1. Northeast's amended complaint also set forth claims for breach of contract and litigation expenses, but these claims were not addressed in the motion and dismissal order.
2. OCGA § 33-20-16 provides that[e]very doctor of medicine, every doctor of dental surgery, every podiatrist, and every health care provider within a class approved by the health care corporation who is appropriately licensed to practice and who is reputable and in good standing shall have the right to become a participating physician or approved health care provider for medical or surgical care, or both, as the case may be, under such terms or conditions as are imposed on other participating physicians or approved health care providers within such approved class under similar circumstances in accordance with this chapter.
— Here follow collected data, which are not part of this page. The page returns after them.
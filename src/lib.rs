//! # rasterdex
//!
//! Extensible image codec registry: sniff an opaque byte stream to identify
//! its format, decode it into an in-memory [`Image`], and encode an [`Image`]
//! back into a format-specific byte stream.
//!
//! ## Built-in codecs
//!
//! - **BMP** — fully self-contained decode (uncompressed 8-bit paletted,
//!   24-bit, 32-bit; bottom-up and top-down) and 32-bit ARGB encode. Always
//!   available.
//! - **PNG** (`png` feature) — adapter over the [`png`] crate.
//! - **WebP** (`webp-tools` feature) — adapter over the `cwebp`/`dwebp`
//!   executables; subprocess failures surface as ordinary decode errors.
//!
//! Additional formats plug in by implementing [`ImageCodec`] and registering
//! the codec on a [`CodecRegistry`]. Sniffing is first-match in registration
//! order.
//!
//! ## Usage
//!
//! ```no_run
//! use rasterdex::{CodecRegistry, DecodeRequest, PixelFormat};
//! use enough::Unstoppable;
//!
//! let data: &[u8] = &[]; // your image bytes
//!
//! // Decode with the built-in codecs
//! let image = DecodeRequest::new(data).decode(Unstoppable)?;
//! println!("{}x{} {:?}", image.width(), image.height(), image.format());
//!
//! // Re-encode as BMP
//! let registry = CodecRegistry::with_builtins();
//! let bmp = registry.find_by_name("BMP").unwrap();
//! let bytes = registry.save_as(bmp, &image, &Unstoppable)?;
//! # Ok::<(), rasterdex::CodecError>(())
//! ```
//!
//! ## Failure model
//!
//! Malformed input is an expected condition, not an exceptional one: every
//! decode path fails fast with a [`CodecError`] and never panics, never
//! returns a partially decoded image, and never allocates storage for
//! dimensions the stream cannot actually back.

#![cfg_attr(not(feature = "std"), no_std)]
#![forbid(unsafe_code)]

extern crate alloc;

mod bmp;
mod codec;
mod codecs;
mod color;
mod decode;
mod error;
mod image;
mod limits;
mod pixel;
mod registry;
mod stream;

// Re-exports
pub use bmp::BmpCodec;
pub use codec::ImageCodec;
#[cfg(feature = "png")]
pub use codecs::PngCodec;
#[cfg(feature = "webp-tools")]
pub use codecs::WebPCodec;
pub use color::Color;
pub use decode::{decode, DecodeRequest};
pub use enough::{Stop, Unstoppable};
pub use error::CodecError;
pub use image::Image;
#[cfg(feature = "rgb")]
pub use image::ImagePixel;
pub use limits::Limits;
pub use pixel::PixelFormat;
pub use registry::CodecRegistry;
pub use stream::ByteCursor;
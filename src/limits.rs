/// Resource limits for decode operations.
///
/// All fields default to `None` (no limit). Limits are checked after header
/// parsing and before the output buffer is allocated, so an oversized
/// declared dimension never triggers an allocation.
#[derive(Clone, Debug, Default)]
pub struct Limits {
    pub max_width: Option<u64>,
    pub max_height: Option<u64>,
    /// Maximum pixel count (width * height).
    pub max_pixels: Option<u64>,
    /// Maximum memory bytes for output buffer allocation.
    pub max_memory_bytes: Option<u64>,
}

impl Limits {
    /// Check a decode's declared geometry and output allocation in one pass.
    pub(crate) fn check_decode(
        &self,
        width: u32,
        height: u32,
        output_bytes: usize,
    ) -> Result<(), crate::CodecError> {
        let pixels = u64::from(width) * u64::from(height);
        let checks = [
            ("width", u64::from(width), self.max_width),
            ("height", u64::from(height), self.max_height),
            ("pixel count", pixels, self.max_pixels),
            ("output size", output_bytes as u64, self.max_memory_bytes),
        ];
        for (what, value, limit) in checks {
            if let Some(limit) = limit {
                if value > limit {
                    return Err(crate::CodecError::LimitExceeded(alloc::format!(
                        "{what} {value} exceeds limit {limit}"
                    )));
                }
            }
        }
        Ok(())
    }
}

#[cfg(test)]
mod tests {
    use super::*;

    #[test]
    fn unlimited_by_default() {
        assert!(Limits::default()
            .check_decode(u32::MAX, u32::MAX, usize::MAX)
            .is_ok());
    }

    #[test]
    fn each_bound_is_enforced() {
        let limits = Limits {
            max_width: Some(10),
            max_height: Some(10),
            max_pixels: Some(50),
            max_memory_bytes: Some(100),
        };
        assert!(limits.check_decode(10, 5, 100).is_ok());
        assert!(limits.check_decode(11, 1, 1).is_err());
        assert!(limits.check_decode(1, 11, 1).is_err());
        assert!(limits.check_decode(10, 10, 1).is_err());
        assert!(limits.check_decode(5, 5, 101).is_err());
    }
}
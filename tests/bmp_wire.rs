//! Hand-built BMP byte streams exercising header parsing, row order,
//! stride padding, palettes and the malformed-input paths.

use enough::Unstoppable;
use rasterdex::*;

fn push_u16(out: &mut Vec<u8>, v: u16) {
    out.extend_from_slice(&v.to_le_bytes());
}

fn push_u32(out: &mut Vec<u8>, v: u32) {
    out.extend_from_slice(&v.to_le_bytes());
}

fn push_i32(out: &mut Vec<u8>, v: i32) {
    out.extend_from_slice(&v.to_le_bytes());
}

/// Builds a complete BMP stream with a 40-byte info header. The pixel data
/// offset is derived from the palette length unless overridden.
fn build_bmp(
    width: i32,
    height: i32,
    planes: u16,
    bpp: u16,
    compression: u32,
    colours_used: u32,
    palette: &[u8],
    pixel_data: &[u8],
) -> Vec<u8> {
    let data_offset = 54 + palette.len() as u32;
    let mut out = Vec::new();
    out.extend_from_slice(b"BM");
    push_u32(&mut out, data_offset + pixel_data.len() as u32); // file size
    push_u32(&mut out, 0); // reserved
    push_u32(&mut out, data_offset);
    push_u32(&mut out, 40); // info header size
    push_i32(&mut out, width);
    push_i32(&mut out, height);
    push_u16(&mut out, planes);
    push_u16(&mut out, bpp);
    push_u32(&mut out, compression);
    push_u32(&mut out, pixel_data.len() as u32); // image size
    push_i32(&mut out, 2835); // x pixels per metre
    push_i32(&mut out, 2835); // y pixels per metre
    push_u32(&mut out, colours_used);
    push_u32(&mut out, 0); // important colours
    out.extend_from_slice(palette);
    out.extend_from_slice(pixel_data);
    out
}

fn decode_bmp(data: &[u8]) -> Result<Image, CodecError> {
    BmpCodec.decode_image(&mut ByteCursor::new(data), None, &Unstoppable)
}

// ── Row order and stride ────────────────────────────────────────────

#[test]
fn bottom_up_2x2_24bit_with_stride_padding() {
    // 2x2 at 24bpp: 6 payload bytes per row padded to an 8-byte stride.
    // Rows are stored bottom-up, pixels as B,G,R.
    let pixel_data = [
        1, 2, 3, 4, 5, 6, 0, 0, // file row 0 -> buffer row 1
        7, 8, 9, 10, 11, 12, 0, 0, // file row 1 -> buffer row 0
    ];
    let img = decode_bmp(&build_bmp(2, 2, 1, 24, 0, 0, &[], &pixel_data)).unwrap();

    assert_eq!(img.format(), PixelFormat::Rgb);
    assert_eq!(img.pixel(0, 0).unwrap(), Color::rgb(9, 8, 7));
    assert_eq!(img.pixel(1, 0).unwrap(), Color::rgb(12, 11, 10));
    assert_eq!(img.pixel(0, 1).unwrap(), Color::rgb(3, 2, 1));
    assert_eq!(img.pixel(1, 1).unwrap(), Color::rgb(6, 5, 4));
}

#[test]
fn negative_height_means_top_down() {
    // 1x10 at 24bpp, stride 4; row r carries blue channel r.
    let mut pixel_data = Vec::new();
    for r in 0..10u8 {
        pixel_data.extend_from_slice(&[r, 0, 0, 0]);
    }

    let top_down = decode_bmp(&build_bmp(1, -10, 1, 24, 0, 0, &[], &pixel_data)).unwrap();
    assert_eq!(top_down.height(), 10);
    for r in 0..10 {
        assert_eq!(top_down.pixel(0, r).unwrap().b, r as u8);
    }

    let bottom_up = decode_bmp(&build_bmp(1, 10, 1, 24, 0, 0, &[], &pixel_data)).unwrap();
    for r in 0..10 {
        assert_eq!(bottom_up.pixel(0, 9 - r).unwrap().b, r as u8);
    }
}

#[test]
fn bit_depth_selects_pixel_format() {
    let rgb = decode_bmp(&build_bmp(1, 1, 1, 24, 0, 0, &[], &[10, 20, 30, 0])).unwrap();
    assert_eq!(rgb.format(), PixelFormat::Rgb);

    let argb = decode_bmp(&build_bmp(1, 1, 1, 32, 0, 0, &[], &[10, 20, 30, 40])).unwrap();
    assert_eq!(argb.format(), PixelFormat::Argb);
    // 32-bit pixels are stored B,G,R,A.
    assert_eq!(argb.pixel(0, 0).unwrap(), Color::argb(40, 30, 20, 10));
}

// ── Palettes ────────────────────────────────────────────────────────

fn gradient_palette(entries: usize) -> Vec<u8> {
    let mut palette = Vec::with_capacity(entries * 4);
    for i in 0..entries {
        // B, G, R, reserved
        palette.extend_from_slice(&[i as u8, 0, 255 - i as u8, 0]);
    }
    palette
}

#[test]
fn zero_colours_used_means_full_256_palette() {
    let palette = gradient_palette(256);
    // 4x1 at 8bpp, stride 4.
    let indices = [0u8, 1, 255, 128];
    let img = decode_bmp(&build_bmp(4, 1, 1, 8, 0, 0, &palette, &indices)).unwrap();

    assert_eq!(img.format(), PixelFormat::Rgb);
    assert_eq!(img.pixel(0, 0).unwrap(), Color::rgb(255, 0, 0));
    assert_eq!(img.pixel(1, 0).unwrap(), Color::rgb(254, 0, 1));
    assert_eq!(img.pixel(2, 0).unwrap(), Color::rgb(0, 0, 255));
    assert_eq!(img.pixel(3, 0).unwrap(), Color::rgb(127, 0, 128));
}

#[test]
fn index_beyond_declared_palette_resolves_to_black() {
    let palette = gradient_palette(16);
    let indices = [3u8, 200, 0, 0];
    let img = decode_bmp(&build_bmp(4, 1, 1, 8, 0, 16, &palette, &indices)).unwrap();

    assert_eq!(img.pixel(0, 0).unwrap(), Color::rgb(252, 0, 3));
    assert_eq!(img.pixel(1, 0).unwrap(), Color::rgb(0, 0, 0));
}

#[test]
fn oversized_palette_count_is_rejected() {
    let palette = gradient_palette(256);
    let err = decode_bmp(&build_bmp(4, 1, 1, 8, 0, 300, &palette, &[0, 0, 0, 0])).unwrap_err();
    assert!(matches!(err, CodecError::UnsupportedEncoding(_)));
}

#[test]
fn truncated_palette_is_a_truncated_stream() {
    // Header promises 256 entries but the stream ends after 100.
    let palette = gradient_palette(100);
    let data = build_bmp(4, 1, 1, 8, 0, 0, &palette, &[]);
    let err = decode_bmp(&data).unwrap_err();
    assert!(matches!(err, CodecError::TruncatedStream));
}

// ── Unsupported and malformed headers ───────────────────────────────

#[test]
fn compressed_streams_are_rejected() {
    let err = decode_bmp(&build_bmp(1, 1, 1, 24, 1, 0, &[], &[0, 0, 0, 0])).unwrap_err();
    assert!(matches!(err, CodecError::UnsupportedEncoding(_)));
}

#[test]
fn unusual_bit_depths_are_rejected() {
    for bpp in [1u16, 4, 16, 48] {
        let err = decode_bmp(&build_bmp(1, 1, 1, bpp, 0, 0, &[], &[0, 0, 0, 0])).unwrap_err();
        assert!(matches!(err, CodecError::UnsupportedEncoding(_)), "bpp {bpp}");
    }
}

#[test]
fn nonzero_plane_count_is_rejected() {
    let err = decode_bmp(&build_bmp(1, 1, 2, 24, 0, 0, &[], &[0, 0, 0, 0])).unwrap_err();
    assert!(matches!(err, CodecError::UnsupportedEncoding(_)));
}

#[test]
fn degenerate_dimensions_are_rejected() {
    for (w, h) in [(0, 1), (1, 0), (-3, 1)] {
        let err = decode_bmp(&build_bmp(w, h, 1, 24, 0, 0, &[], &[])).unwrap_err();
        assert!(
            matches!(err, CodecError::InvalidDimensions { .. }),
            "{w}x{h}"
        );
    }
}

#[test]
fn truncated_header_is_a_truncated_stream() {
    let full = build_bmp(1, 1, 1, 24, 0, 0, &[], &[0, 0, 0, 0]);
    for len in [0, 1, 2, 14, 30, 53] {
        let err = decode_bmp(&full[..len]).unwrap_err();
        assert!(matches!(err, CodecError::TruncatedStream), "len {len}");
    }
}

#[test]
fn wrong_magic_is_rejected() {
    let mut data = build_bmp(1, 1, 1, 24, 0, 0, &[], &[0, 0, 0, 0]);
    data[0] = b'X';
    assert!(!BmpCodec.can_understand(&mut ByteCursor::new(&data)));
    assert!(decode_bmp(&data).is_err());

    let registry = CodecRegistry::with_builtins();
    let err = registry
        .load_from_bytes(&data, None, &Unstoppable)
        .unwrap_err();
    assert!(matches!(err, CodecError::NoMatchingCodec));
}

#[test]
fn declared_size_is_validated_before_allocation() {
    // Claims 30000x30000 at 24bpp but carries 8 bytes of pixel data. The
    // decoder must reject this from the header alone.
    let data = build_bmp(30000, 30000, 1, 24, 0, 0, &[], &[0; 8]);
    let err = decode_bmp(&data).unwrap_err();
    assert!(matches!(err, CodecError::TruncatedStream));
}

#[test]
fn pixel_data_shorter_than_stride_times_height() {
    // 2x2 at 24bpp needs 16 bytes of pixel data; supply 12.
    let data = build_bmp(2, 2, 1, 24, 0, 0, &[], &[0; 12]);
    let err = decode_bmp(&data).unwrap_err();
    assert!(matches!(err, CodecError::TruncatedStream));
}

#[test]
fn data_offset_is_honoured() {
    // Insert 16 bytes of gap between the headers and the pixel data; the
    // offset field must be followed rather than assuming contiguity.
    let mut data = build_bmp(1, 1, 1, 24, 0, 0, &[], &[]);
    data.extend_from_slice(&[0xAA; 16]);
    data.extend_from_slice(&[50, 60, 70, 0]);
    let offset = 54u32 + 16;
    data[10..14].copy_from_slice(&offset.to_le_bytes());

    let img = decode_bmp(&data).unwrap();
    assert_eq!(img.pixel(0, 0).unwrap(), Color::rgb(70, 60, 50));
}

#[test]
fn decode_limits_are_enforced() {
    let data = build_bmp(2, 2, 1, 24, 0, 0, &[], &[0; 16]);
    let limits = Limits {
        max_width: Some(1),
        ..Default::default()
    };
    let err = BmpCodec
        .decode_image(&mut ByteCursor::new(&data), Some(&limits), &Unstoppable)
        .unwrap_err();
    assert!(matches!(err, CodecError::LimitExceeded(_)));
}

#[test]
fn decode_at_nonzero_stream_position() {
    // A BMP payload embedded mid-stream: offsets are relative to where the
    // payload begins, not to the start of the outer buffer.
    let bmp = build_bmp(1, 1, 1, 24, 0, 0, &[], &[9, 8, 7, 0]);
    let mut outer = vec![0xFF; 5];
    outer.extend_from_slice(&bmp);

    let mut cursor = ByteCursor::new(&outer);
    cursor.set_position(5).unwrap();
    let img = BmpCodec
        .decode_image(&mut cursor, None, &Unstoppable)
        .unwrap();
    assert_eq!(img.pixel(0, 0).unwrap(), Color::rgb(7, 8, 9));
}
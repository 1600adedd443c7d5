//! Positioned little-endian reader over a byte slice.
//!
//! All wire parsing in this crate goes through [`ByteCursor`] — headers are
//! read field by field, never by reinterpreting memory as a packed struct.

use crate::error::CodecError;

/// Cursor over `&[u8]` with an explicit position.
///
/// Short reads always fail with [`CodecError::TruncatedStream`]; there is no
/// zero-fill fallback. Sniffing advances the position like any other read, so
/// callers that re-decode after a failed probe must reset the position
/// themselves.
pub struct ByteCursor<'a> {
    data: &'a [u8],
    pos: usize,
}

impl<'a> ByteCursor<'a> {
    pub fn new(data: &'a [u8]) -> Self {
        Self { data, pos: 0 }
    }

    /// The full underlying slice, independent of position.
    pub fn data(&self) -> &'a [u8] {
        self.data
    }

    pub fn position(&self) -> usize {
        self.pos
    }

    /// Bytes left between the position and the end of the slice.
    pub fn remaining(&self) -> usize {
        self.data.len().saturating_sub(self.pos)
    }

    /// Absolute seek. Positions past the end are rejected.
    pub fn set_position(&mut self, pos: usize) -> Result<(), CodecError> {
        if pos > self.data.len() {
            return Err(CodecError::TruncatedStream);
        }
        self.pos = pos;
        Ok(())
    }

    pub fn skip(&mut self, n: usize) -> Result<(), CodecError> {
        let new_pos = self.pos.checked_add(n).ok_or(CodecError::TruncatedStream)?;
        self.set_position(new_pos)
    }

    pub fn read_u8(&mut self) -> Result<u8, CodecError> {
        if self.pos < self.data.len() {
            let b = self.data[self.pos];
            self.pos += 1;
            Ok(b)
        } else {
            Err(CodecError::TruncatedStream)
        }
    }

    pub fn read_u16_le(&mut self) -> Result<u16, CodecError> {
        Ok(u16::from_le_bytes(self.read_fixed::<2>()?))
    }

    pub fn read_u32_le(&mut self) -> Result<u32, CodecError> {
        Ok(u32::from_le_bytes(self.read_fixed::<4>()?))
    }

    pub fn read_i32_le(&mut self) -> Result<i32, CodecError> {
        Ok(i32::from_le_bytes(self.read_fixed::<4>()?))
    }

    pub fn read_fixed<const N: usize>(&mut self) -> Result<[u8; N], CodecError> {
        if self.pos + N > self.data.len() {
            return Err(CodecError::TruncatedStream);
        }
        let mut buf = [0u8; N];
        buf.copy_from_slice(&self.data[self.pos..self.pos + N]);
        self.pos += N;
        Ok(buf)
    }

    pub fn read_exact(&mut self, buf: &mut [u8]) -> Result<(), CodecError> {
        let n = buf.len();
        if self.pos + n > self.data.len() {
            return Err(CodecError::TruncatedStream);
        }
        buf.copy_from_slice(&self.data[self.pos..self.pos + n]);
        self.pos += n;
        Ok(())
    }
}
3. The trial court did not grant the motion to dismiss based upon the procedural defect, but rather ruled upon Northeast's claims substantively. While we disagree with the trial court's procedural ruling, we agree that the claim was required to be dismissed. “The dismissal of a complaint will be affirmed if right for any reason.” Walker County v. Tri-State Crematory, 292 Ga.App. 411, 412, 664 S.E.2d 788 (2008).
4. OCGA § 33-21-28(a) provides in relevant part: “Except as otherwise provided by law, all provisions of [Title 33, Insurance,] which are not in conflict with [Chapter 21, Health Maintenance Organizations,] shall apply to health maintenance organizations and all other persons subject to [Chapter 21].”
5. Furthermore, OCGA §§ 33-2-16 through 33-2-24 discuss the conduct of administrative hearings before the Commissioner. OCGA §§ 33-2-26 through 33-2-28 discuss judicial review of the Commissioner's decisions.
6. The recent decision in City of Atlanta v. Hotels.com, 285 Ga. 231, 674 S.E.2d 898 (2009) does not change this result. That case held that an agency does not have to exhaust administrative remedies before seeking legal resolution of the threshold issue of whether the agency has jurisdiction or authority to act. Id. Here, however, there is clear statutory authority giving the commissioner jurisdiction over the question at issue.
7. See OCGA § 9-11-12(h)(3); Rockdale County v. Finishline Indus., 238 Ga.App. 467, 469-470(2), 518 S.E.2d 720 (1999) (rejecting argument that failure to raise the issue of exhaustion in the court below waived the issue on appeal “because subject matter jurisdiction of a court is not a matter which can be waived”). But see Ga. Bd. of Dentistry v. Brooks, 273 Ga. 852, 853(1), 548 S.E.2d 284 (2001) (holding that the exhaustion issue had been waived for purposes of appellate review because it had not been raised as an enumeration of error or in the appellate brief).
ANDREWS, P.J., and DOYLE, J., concur.